How I got here .
Where it started.
In middle school, my friend taught me to edit Neopets pages with HTML at a sleepover. That was it. I spent the next decade quietly learning HTML, CSS, and JavaScript by changing how my homepage looked, then how other people's homepages looked, then everything I could get my hands on.
I went to the University of Colorado at Boulder to study advertising, with a minor in Technology, Arts & Media. (I also learned to love snowboarding, hiking, and camping, and never quite shook any of them.)
My first job out of college was a customer-support seat at a startup called Kapost in Boulder. I was sitting next to the engineering team and watching how they worked, and the old itch came back hard. I started going to Women Who Code meetups with friends. Shoutout to my still-best-friend Kinsey Durham Grace, now at GitHub. We taught ourselves Ruby on Rails. After a couple of years of that, I bet on a brand-new thirteen-week coding school called Fullstack Academy, when bootcamps still felt like a real risk. Thirteen weeks of MEAN stack later, I was ready.
Off to the races.
My first move after Fullstack was driven by fear of unemployment. I declined the final rounds at Refinery29 and took the first offer I got. That startup folded within months. A bootcamp classmate then helped me into Priceline.com. That's the moment I knew this was my career, not a phase.

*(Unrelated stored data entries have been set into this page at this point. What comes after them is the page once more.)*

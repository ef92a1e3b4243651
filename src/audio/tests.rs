use super::*;

#[test]
fn test_manual_source_delivers_only_while_running() {
    let format = AudioFormat::new(48_000, 2, 16);
    let mut source = ManualSource::new(format);
    let handle = source.handle();

    let delivered = std::sync::Arc::new(parking_lot::Mutex::new(Vec::new()));
    let sink = std::sync::Arc::clone(&delivered);
    source.register(Box::new(move |buffer| {
        sink.lock().push((buffer.frames, buffer.capture_time_ns));
    }));

    // Stopped: silently ignored.
    handle.deliver(&[0u8; 8], None);
    assert!(delivered.lock().is_empty());
    assert!(!handle.is_running());

    source.start().unwrap();
    handle.deliver(&[0u8; 8], Some(42));
    source.stop();
    handle.deliver(&[0u8; 8], None);

    let seen = delivered.lock();
    assert_eq!(seen.as_slice(), &[(2usize, Some(42u64))]);
}

#[test]
fn test_memory_sink_partial_writes() {
    let mut sink = MemorySink::new();
    sink.max_chunk = 4;
    sink.open("test", AudioFormat::default()).unwrap();
    sink.start().unwrap();

    let payload = [7u8; 10];
    let mut written = 0;
    while written < payload.len() {
        let n = sink.write(&payload[written..]);
        assert!(n > 0);
        written += n;
    }

    assert_eq!(sink.data().lock().len(), 10);
    sink.stop();
    sink.close();
}

#[test]
fn test_memory_sink_rejects_invalid_format() {
    let mut sink = MemorySink::new();
    assert!(sink.open("test", AudioFormat::empty()).is_err());
    assert!(sink.start().is_err());
}

#[test]
fn test_null_sink_accepts_everything() {
    let mut sink = NullSink;
    sink.open("void", AudioFormat::default()).unwrap();
    sink.start().unwrap();
    assert_eq!(sink.write(&[0u8; 1234]), 1234);
}
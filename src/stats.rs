//! Shared statistics helpers

use std::time::{Duration, Instant};

/// Exponential moving average of a stream's bitrate over one-second
/// windows
pub(crate) struct BitrateMeter {
    window_start: Instant,
    window_bytes: u64,
    kbps: f64,
}

impl BitrateMeter {
    const WINDOW: Duration = Duration::from_secs(1);
    const ALPHA: f64 = 0.2;

    pub(crate) fn new(now: Instant) -> Self {
        Self {
            window_start: now,
            window_bytes: 0,
            kbps: 0.0,
        }
    }

    /// Record a packet and fold completed windows into the average
    pub(crate) fn record(&mut self, bytes: usize, now: Instant) {
        self.window_bytes += bytes as u64;
        let elapsed = now.duration_since(self.window_start);
        if elapsed >= Self::WINDOW {
            #[allow(clippy::cast_precision_loss)]
            let instantaneous = (self.window_bytes * 8) as f64 / elapsed.as_secs_f64() / 1000.0;
            self.kbps = if self.kbps == 0.0 {
                instantaneous
            } else {
                (1.0 - Self::ALPHA) * self.kbps + Self::ALPHA * instantaneous
            };
            self.window_start = now;
            self.window_bytes = 0;
        }
    }

    pub(crate) fn kbps(&self) -> f64 {
        self.kbps
    }
}

#[cfg(test)]
mod tests {
    use super::*;

    #[test]
    fn test_bitrate_over_one_window() {
        let start = Instant::now();
        let mut meter = BitrateMeter::new(start);

        // 125 packets of 1000 bytes over one second = 1 Mbit/s.
        for i in 0..125 {
            meter.record(1000, start + Duration::from_millis(i * 8));
        }
        meter.record(1000, start + Duration::from_secs(1));

        let kbps = meter.kbps();
        assert!((kbps - 1008.0).abs() < 20.0, "got {kbps}");
    }

    #[test]
    fn test_bitrate_smooths_across_windows() {
        let start = Instant::now();
        let mut meter = BitrateMeter::new(start);

        meter.record(125_000, start + Duration::from_secs(1)); // 1 Mbit/s window
        let first = meter.kbps();
        meter.record(0, start + Duration::from_secs(2)); // silent window
        let second = meter.kbps();

        assert!(first > 900.0);
        // EMA decays instead of dropping to zero.
        assert!(second < first);
        assert!(second > first * 0.5);
    }
}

At Priceline, I rebuilt the legacy checkout flow in Angular for both desktop and mobile web. Then I moved abroad to TadaWeb in Luxembourg City for a chapter that was honestly more about living in Europe and traveling than any one shipped project.

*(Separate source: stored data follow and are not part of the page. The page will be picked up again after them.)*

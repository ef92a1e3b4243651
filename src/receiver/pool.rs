//! Fixed-size payload buffer pool for the receive hot path
//!
//! The receive loop copies each payload into a pooled buffer before the
//! jitter buffer takes ownership; playout returns the buffer after the
//! sink write. Steady state therefore allocates nothing.

/// Pool of reusable payload buffers
pub struct PayloadPool {
    free: Vec<Vec<u8>>,
    slots: usize,
    slot_bytes: usize,
}

impl PayloadPool {
    /// Preallocate `slots` buffers of `slot_bytes` capacity each
    #[must_use]
    pub fn new(slots: usize, slot_bytes: usize) -> Self {
        Self {
            free: (0..slots).map(|_| Vec::with_capacity(slot_bytes)).collect(),
            slots,
            slot_bytes,
        }
    }

    /// Take an empty buffer
    ///
    /// Falls back to a fresh allocation when the pool is exhausted, which
    /// only happens if more buffers are in flight than the pool was sized
    /// for.
    pub fn take(&mut self) -> Vec<u8> {
        self.free
            .pop()
            .unwrap_or_else(|| Vec::with_capacity(self.slot_bytes))
    }

    /// Return a buffer for reuse
    ///
    /// Buffers beyond the configured slot count are dropped.
    pub fn put(&mut self, mut buffer: Vec<u8>) {
        if self.free.len() < self.slots {
            buffer.clear();
            self.free.push(buffer);
        }
    }

    /// Buffers currently available
    #[must_use]
    pub fn available(&self) -> usize {
        self.free.len()
    }
}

Back in the U.S., I joined HelloFresh as a Staff Engineer with the intent of growing into management. I joined their six-month squad-lead-in-training program and fell in love with mentoring engineers. That's where I figured out that growing people into their full potential was the work I most wanted to do.
Then Guild Education, where I worked on cleaning and validating large datasets from academic partners to power revenue and revshare.
Today, at Gusto.
I'm an Engineering Manager at Gusto, leading two teams: Pro Workflows and Pro Integrations. Pro Integrations builds the connections between Gusto's payroll and accounting platform and the external tools accountants rely on (QuickBooks Online, Xero, FreshBooks, Sage Intacct, and a new partner integration delivered to closed beta in 2026). Pro Workflows builds the in-product experience accountants use to run their book of business inside Gusto Pro. Across both teams I lead five engineers spanning Senior through Senior Staff.

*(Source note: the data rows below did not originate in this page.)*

impl Sender {
    /// Create a sender from a validated configuration
    ///
    /// # Errors
    ///
    /// Returns `ConfigInvalid` for any field outside the AES67 profile.
    pub fn new(config: SenderConfig) -> Result<Self> {
        config.validate()?;

        // Stable for the life of this instance, used in the SDP origin.
        let session_id = SystemTime::now()
            .duration_since(UNIX_EPOCH)
            .unwrap_or(Duration::ZERO)
            .as_micros() as u64;

        let epoch = Instant::now();
        Ok(Self {
            inner: Arc::new(SenderInner {
                config,
                session_id,
                origin_address: Mutex::new("0.0.0.0".to_string()),
                state: Mutex::new(SenderState::Stopped),
                state_callback: Mutex::new(None),
                running: AtomicBool::new(false),
                packetizer: Mutex::new(None),
                transport: Mutex::new(None),
                clock: Mutex::new(None),
                source: Mutex::new(None),
                stats: SenderStats {
                    packets_sent: AtomicU64::new(0),
                    bytes_sent: AtomicU64::new(0),
                    underruns: AtomicU64::new(0),
                    send_errors: AtomicU64::new(0),
                    last_send_ns: AtomicU64::new(0),
                    bitrate: Mutex::new(BitrateMeter::new(epoch)),
                },
                epoch,
            }),
        })
    }

    /// Attach the capture source
    ///
    /// Must happen before [`Sender::initialize`]; the source's format has
    /// to match the configured stream format.
    pub fn set_audio_source(&self, source: Box<dyn AudioSource>) {
        *self.inner.source.lock() = Some(source);
    }

    /// Attach the PTP clock used for timestamping
    pub fn set_ptp_clock(&self, clock: Arc<PtpClock>) {
        *self.inner.clock.lock() = Some(clock);
    }

    /// Address written into the SDP origin line
    pub fn set_origin_address(&self, address: &str) {
        *self.inner.origin_address.lock() = address.to_string();
    }

    /// Register a callback for lifecycle transitions
    pub fn set_state_callback<F>(&self, callback: F)
    where
        F: Fn(SenderState) + Send + Sync + 'static,
    {
        *self.inner.state_callback.lock() = Some(Box::new(callback));
    }

    /// Allocate the stream identity and bind the capture callback
    ///
    /// Idempotent once successful.
    ///
    /// # Errors
    ///
    /// Returns `FormatMismatch` when the source's format differs from the
    /// configuration, or `ConfigInvalid` from packetizer construction.
    pub fn initialize(&self) -> Result<()> {
        if self.inner.packetizer.lock().is_some() {
            return Ok(());
        }
        self.inner.set_state(SenderState::Initializing);

        let config = &self.inner.config;
        let format = config.format();
        let packet_time = PacketTime::from_micros(config.packet_time_us)
            .unwrap_or_default();

        let mut source_guard = self.inner.source.lock();
        let byte_order = if let Some(source) = source_guard.as_ref() {
            if source.format() != format {
                self.inner.set_state(SenderState::Stopped);
                return Err(Aes67Error::FormatMismatch {
                    message: format!(
                        "source delivers {}, sender configured for {}",
                        source.format(),
                        format
                    ),
                });
            }
            source.byte_order()
        } else {
            SampleByteOrder::Network
        };

        let packetizer = Packetizer::new(format, packet_time, config.payload_type)?;
        info!(
            "sender {} initialized: {} -> {}:{}, ssrc {:#010x}",
            config.id,
            format,
            config.multicast_ip,
            config.port,
            packetizer.ssrc()
        );
        *self.inner.packetizer.lock() = Some(packetizer);

        if let Some(source) = source_guard.as_mut() {
            source.register(Self::capture_callback(
                Arc::clone(&self.inner),
                format,
                byte_order,
            ));
        }
        drop(source_guard);

        self.inner.set_state(SenderState::Stopped);
        Ok(())
    }

    /// The callback the audio subsystem invokes at capture cadence
    ///
    /// Runs on the capture thread: no allocation after the first buffer,
    /// and the only locks taken are owned by this path in steady state.
    fn capture_callback(
        inner: Arc<SenderInner>,
        format: AudioFormat,
        byte_order: SampleByteOrder,
    ) -> Box<dyn FnMut(CaptureBuffer<'_>) + Send> {
        let mut scratch: Vec<u8> = Vec::new();

        Box::new(move |capture: CaptureBuffer<'_>| {
            if !inner.running.load(Ordering::Acquire) {
                return;
            }

            let data: &[u8] = match byte_order {
                SampleByteOrder::Network => capture.data,
                SampleByteOrder::LittleEndian => {
                    scratch.clear();
                    scratch.extend_from_slice(capture.data);
                    pcm::to_network_order(format.bit_depth, &mut scratch);
                    &scratch
                }
            };

            // Clock query at the packet boundary: the capture instant when
            // the backend stamps one, the shared clock otherwise.
            let clock_ts = capture
                .capture_time_ns
                .map(|ns| ptp_to_rtp_timestamp(ns, format.sample_rate))
                .or_else(|| {
                    inner
                        .clock
                        .lock()
                        .as_ref()
                        .map(|c| c.rtp_timestamp(format.sample_rate))
                });

            let transport_guard = inner.transport.lock();
            let Some(transport) = transport_guard.as_ref() else {
                return;
            };
            let mut packetizer_guard = inner.packetizer.lock();
            let Some(packetizer) = packetizer_guard.as_mut() else {
                return;
            };

            let now = Instant::now();
            packetizer.push(data, clock_ts, |packet| match transport.send(packet) {
                Ok(sent) => {
                    inner.stats.packets_sent.fetch_add(1, Ordering::Relaxed);
                    inner
                        .stats
                        .bytes_sent
                        .fetch_add(sent as u64, Ordering::Relaxed);
                    inner.stats.bitrate.lock().record(sent, now);
                    inner.mark_send(now);
                }
                Err(e) if net::is_transient(&e) => {
                    inner.stats.send_errors.fetch_add(1, Ordering::Relaxed);
                    debug!("transient send error, packet dropped: {e}");
                }
                Err(e) => {
                    inner.stats.send_errors.fetch_add(1, Ordering::Relaxed);
                    warn!("send failed: {e}");
                }
            });
            inner
                .stats
                .underruns
                .store(packetizer.underruns(), Ordering::Relaxed);
        })
    }

    /// Open the transport and begin emitting
    ///
    /// # Errors
    ///
    /// Returns `BindFailed` or `AudioDevice` on startup failure, leaving
    /// the sender in the Error state.
    pub fn start(&self) -> Result<()> {
        if *self.inner.state.lock() == SenderState::Running {
            return Ok(());
        }
        self.initialize()?;

        let result = self.start_inner();
        if result.is_err() {
            self.inner.set_state(SenderState::Error);
        }
        result
    }

    fn start_inner(&self) -> Result<()> {
        let config = &self.inner.config;
        // Validated in new(); parse cannot fail here.
        let dest: Ipv4Addr = config
            .multicast_ip
            .parse()
            .map_err(|_| Aes67Error::ConfigInvalid {
                name: "multicast_ip".to_string(),
                message: config.multicast_ip.clone(),
            })?;

        let transport = SenderTransport::open(dest, config.port, net::DEFAULT_TTL)?;
        *self.inner.transport.lock() = Some(transport);

        self.inner.running.store(true, Ordering::Release);
        self.inner.mark_send(Instant::now());

        if let Some(source) = self.inner.source.lock().as_mut() {
            source.start().map_err(|e| {
                self.inner.running.store(false, Ordering::Release);
                *self.inner.transport.lock() = None;
                e
            })?;
        }

        self.inner.set_state(SenderState::Running);
        info!("sender {} started", config.id);
        Ok(())
    }

    /// Stop emitting and close the socket
    ///
    /// Idempotent; safe to call in any state.
    pub fn stop(&self) {
        if *self.inner.state.lock() != SenderState::Running {
            return;
        }

        self.inner.running.store(false, Ordering::Release);
        if let Some(source) = self.inner.source.lock().as_mut() {
            source.stop();
        }
        *self.inner.transport.lock() = None;

        self.inner.set_state(SenderState::Stopped);
        info!("sender {} stopped", self.inner.config.id);
    }

    /// Stop, pause briefly, start again
    ///
    /// # Errors
    ///
    /// Propagates the start failure when recovery does not succeed.
    pub fn recover(&self) -> Result<()> {
        info!("attempting to recover sender {}", self.inner.config.id);
        self.stop();
        // Leave the Error state so start() runs again.
        self.inner.set_state(SenderState::Stopped);
        thread::sleep(RECOVER_DELAY);
        self.start()
    }

    /// Current lifecycle state
    #[must_use]
    pub fn state(&self) -> SenderState {
        *self.inner.state.lock()
    }

    /// Whether the sender is emitting
    #[must_use]
    pub fn is_running(&self) -> bool {
        self.state() == SenderState::Running
    }

    /// True while packets flow at a healthy rate
    ///
    /// A sender that is not running is trivially healthy; a running one
    /// must have sent within the last five seconds.
    #[must_use]
    pub fn is_healthy(&self) -> bool {
        if self.state() != SenderState::Running {
            return true;
        }
        self.inner
            .last_send()
            .is_some_and(|t| t.elapsed() <= HEALTH_TIMEOUT)
    }

    /// Generate the SDP transport file for this stream
    #[must_use]
    pub fn generate_sdp(&self) -> String {
        sdp::generate(
            &self.inner.config,
            self.inner.session_id,
            &self.inner.origin_address.lock(),
        )
    }

    /// Sender identifier
    #[must_use]
    pub fn id(&self) -> &str {
        &self.inner.config.id
    }

    /// Human-readable label
    #[must_use]
    pub fn label(&self) -> &str {
        &self.inner.config.label
    }

    /// Stream SSRC, fixed after initialization
    #[must_use]
    pub fn ssrc(&self) -> Option<u32> {
        self.inner.packetizer.lock().as_ref().map(Packetizer::ssrc)
    }

    /// Configured multicast destination address
    #[must_use]
    pub fn multicast_ip(&self) -> &str {
        &self.inner.config.multicast_ip
    }

    /// Configured RTP port
    #[must_use]
    pub fn port(&self) -> u16 {
        self.inner.config.port
    }

    /// Configured payload type
    #[must_use]
    pub fn payload_type(&self) -> u8 {
        self.inner.config.payload_type
    }

    /// Configured stream format
    #[must_use]
    pub fn format(&self) -> AudioFormat {
        self.inner.config.format()
    }

    /// The sender's configuration
    #[must_use]
    pub fn config(&self) -> &SenderConfig {
        &self.inner.config
    }

    /// Session identifier used in the SDP origin line
    #[must_use]
    pub fn session_id(&self) -> u64 {
        self.inner.session_id
    }

    /// Point-in-time counters
    #[must_use]
    pub fn statistics(&self) -> SenderStatistics {
        let (sequence, timestamp) = self
            .inner
            .packetizer
            .lock()
            .as_ref()
            .map_or((0, 0), |p| (p.sequence(), p.timestamp()));

        SenderStatistics {
            packets_sent: self.inner.stats.packets_sent.load(Ordering::Relaxed),
            bytes_sent: self.inner.stats.bytes_sent.load(Ordering::Relaxed),
            sequence,
            timestamp,
            bitrate_kbps: self.inner.stats.bitrate.lock().kbps(),
            underruns: self.inner.stats.underruns.load(Ordering::Relaxed),
            send_errors: self.inner.stats.send_errors.load(Ordering::Relaxed),
            last_send: self.inner.last_send(),
        }
    }
}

In a single recent quarter, my team delivered a new partner integration end-to-end, cut sync error rates from 15% to 7%, reduced average time-to-resolve from twenty days to nine, removed approximately 15,000 lines of legacy code and millions of obsolete rows as part of a multi-quarter monolith extraction, and migrated 85 GraphQL objects to a new authorization layer. We drove a 92% reduction in weekly production errors in the closing weeks of the quarter and posted a +57% PR throughput gain during an AI-tooling sprint.
Alongside leading the team, I invest in engineering management infrastructure. Lightweight automations, dashboards, and structured review formats that scale a single manager's effectiveness. A monthly operational review automation, an on-call rotation dashboard, a project-sync coordination layer, a structured calibration report format. None of these replaces management judgment. They free up more attention for it.